Tuesday, October 09, 2007

So, Yeah

So, if you read my mister's blog, you'll know by now that we lost his brother, Mike, a couple of weeks ago.

I'd also like to thank everyone who has helped us, and let you know that we are limping through as best as we can. Mike was the first person who seemed to embrace the whole crazy idea of the mister and I getting married four or five months after meeting on the internets, so he really will always hold a special place for me, as well. He never treated me like an outsider, even when it was completely reasonable to be wary of the whole situation.

I had my browser window open to this Create Post page when my sister in law called me to ask me to come over. I had started a post to bitch about some of the women on "The View" not being sure if the Earth was flat or not, because they weren't sure what the Bible had to say on that subject. It seemed really important at the time. At that point, I only had four minutes or so more of blissful ignorance until I pulled up in front of her house and saw the police car. Nothing good ever started with a police car in your driveway. Really, it was rather awful. I hope none of you ever have to drive around a corner to see something like that.

So hug each other and take care of each other and remember not to throw away opportunities to show people that you care about them. You really can blink and find the world has changed around you when you open your eyes again.

Tuesday, September 18, 2007

Card Arcade Game

Hey, some of you might care about this new arcade game which may or may not be landing on American soil sometime soon.

But who wants to play against an NPC?

Monday, September 10, 2007

A Job's a Job, But...

Wallace from Veronica Mars has been spotted in a supporting role in...

...a Hot Pockets commercial.

Ugh. If you think YOU wish VM had been picked up for another season, just imagine how much he wishes it had.

Wednesday, September 05, 2007

It's Official, the Airports and Airlines Think That They Run Our Lives

Hey there, Keith, who works for Southwest Airlines?

Who made you the fashion police? Sit down, take a few deep breaths, and STFU. And Southwest, you have no choice but to fire such a buttwipe. So get to it. No half-hearted apologies, no "oh, I didn't know I don't run the world" BS, fire his ass.

This is what happens when you create an environment like the police state that exists in the airports. The people who are there all the time forge an unrealistic view of reality, and you get crap like this. Wake up, realize that your trip to the airport in a car was more dangerous than the actual airport/plane part of your trip, and let's get our heads back out there, huh?

Sunday, August 26, 2007

Holy Cats

Bob Saget is really, really funny in his new HBO special. Warning to you, though, he works so blue that he'd disappear against a blue screen. He makes Lewis Black and George Carlin look innocent by comparison. (Still love ya, Lewis and George.)

Holy moly. So blue. If you've seen him in The Aristocrats then you have an idea of what's in store for you. So funny.

Thursday, August 23, 2007

Idiot Parent Nation

All right, what fucking idiot parent would agree to the terms demanded by the network in order to sentence send your kid to be on the upcoming television fiasco, Kid Nation?

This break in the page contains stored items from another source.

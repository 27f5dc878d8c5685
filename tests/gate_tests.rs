use chrono::{TimeDelta, Utc};
use prop_agent::{
    gate::{Decision, RouteClass, RouteTable, decide},
    models::{Role, Session},
};
use uuid::Uuid;

// --- Helpers ---

fn session(role: Option<Role>) -> Session {
    Session {
        user_id: Uuid::from_u128(1),
        role,
        expires_at: Utc::now() + TimeDelta::hours(1),
    }
}

fn routes() -> RouteTable {
    RouteTable::default()
}

const PROTECTED_PATHS: [&str; 5] = ["/", "/dashboard", "/me", "/properties/latest", "/onboardingx"];
const ONBOARDING_PATHS: [&str; 3] = ["/onboarding", "/onboarding/items", "/onboarding/commit"];

fn redirect(path: &str) -> Decision {
    Decision::Redirect(path.to_string())
}

// --- Decision Table ---

#[test]
fn test_unauthenticated_requests_go_to_sign_in() {
    let now = Utc::now();
    for path in PROTECTED_PATHS.iter().chain(ONBOARDING_PATHS.iter()) {
        assert_eq!(decide(None, path, &routes(), now), redirect("/signin"), "{path}");
    }
}

#[test]
fn test_role_less_session_is_held_in_onboarding() {
    let now = Utc::now();
    let s = session(None);
    for path in PROTECTED_PATHS {
        assert_eq!(decide(Some(&s), path, &routes(), now), redirect("/onboarding"), "{path}");
    }
    for path in ONBOARDING_PATHS {
        assert_eq!(decide(Some(&s), path, &routes(), now), Decision::Allow, "{path}");
    }
}

#[test]
fn test_onboarded_session_never_reenters_onboarding() {
    let now = Utc::now();
    for role in [Role::Owner, Role::Tenant] {
        let s = session(Some(role));
        for path in ONBOARDING_PATHS {
            assert_eq!(decide(Some(&s), path, &routes(), now), redirect("/"), "{path}");
        }
        for path in PROTECTED_PATHS {
            assert_eq!(decide(Some(&s), path, &routes(), now), Decision::Allow, "{path}");
        }
    }
}

#[test]
fn test_expired_session_counts_as_unauthenticated() {
    let now = Utc::now();
    let mut s = session(Some(Role::Owner));
    s.expires_at = now - TimeDelta::seconds(1);
    assert_eq!(decide(Some(&s), "/dashboard", &routes(), now), redirect("/signin"));

    // Expiry is exclusive: the expiry instant itself is already too late.
    s.expires_at = now;
    assert_eq!(decide(Some(&s), "/dashboard", &routes(), now), redirect("/signin"));
}

#[test]
fn test_public_and_sign_in_paths_are_never_gated() {
    let now = Utc::now();
    let sessions = [None, Some(session(None)), Some(session(Some(Role::Tenant)))];
    for s in &sessions {
        for path in ["/signin", "/health", "/swagger-ui/index.html", "/api-docs/openapi.json"] {
            assert_eq!(decide(s.as_ref(), path, &routes(), now), Decision::Allow, "{path}");
        }
    }
}

#[test]
fn test_decision_is_repeatable() {
    let now = Utc::now();
    let s = session(None);
    let first = decide(Some(&s), "/dashboard", &routes(), now);
    for _ in 0..10 {
        assert_eq!(decide(Some(&s), "/dashboard", &routes(), now), first);
    }
}

#[test]
fn test_custom_route_table_is_honoured() {
    let table = RouteTable {
        sign_in_path: "/login".to_string(),
        onboarding_path: "/welcome".to_string(),
        home_path: "/app".to_string(),
        public_prefixes: vec![],
    };
    let now = Utc::now();

    assert_eq!(table.classify("/welcome/step"), RouteClass::Onboarding);
    assert_eq!(table.classify("/onboarding"), RouteClass::Protected);
    assert_eq!(decide(None, "/app", &table, now), redirect("/login"));
    assert_eq!(
        decide(Some(&session(None)), "/app", &table, now),
        redirect("/welcome")
    );
    assert_eq!(
        decide(Some(&session(Some(Role::Owner))), "/welcome", &table, now),
        redirect("/app")
    );
}

// --- Scenario ---

#[test]
fn test_dashboard_opens_after_commit() {
    let now = Utc::now();
    let before = session(None);
    assert_eq!(decide(Some(&before), "/dashboard", &routes(), now), redirect("/onboarding"));

    let after = Session {
        role: Some(Role::Owner),
        ..before
    };
    assert_eq!(decide(Some(&after), "/dashboard", &routes(), now), Decision::Allow);
}

#[test]
fn test_gate_is_safe_to_share_across_threads() {
    let table = std::sync::Arc::new(routes());
    let handles: Vec<_> = (0..8)
        .map(|i| {
            let table = table.clone();
            std::thread::spawn(move || {
                let role = if i % 2 == 0 { None } else { Some(Role::Tenant) };
                let s = session(role);
                decide(Some(&s), "/onboarding", &table, Utc::now())
            })
        })
        .collect();

    for (i, handle) in handles.into_iter().enumerate() {
        let expected = if i % 2 == 0 { Decision::Allow } else { redirect("/") };
        assert_eq!(handle.join().unwrap(), expected);
    }
}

The agreement these brain surgeons signed in order to make their little princes and princesses TV stars-for-five-minutes includes a blanket waiver of liability for death, severe injury, or contraction of a sexually transmitted disease during the program's taping.

Holy WTF.

Read about this bullshit courtesy of the Smoking Gun and then weep for the dumb shit that people will do to be on the tee vee.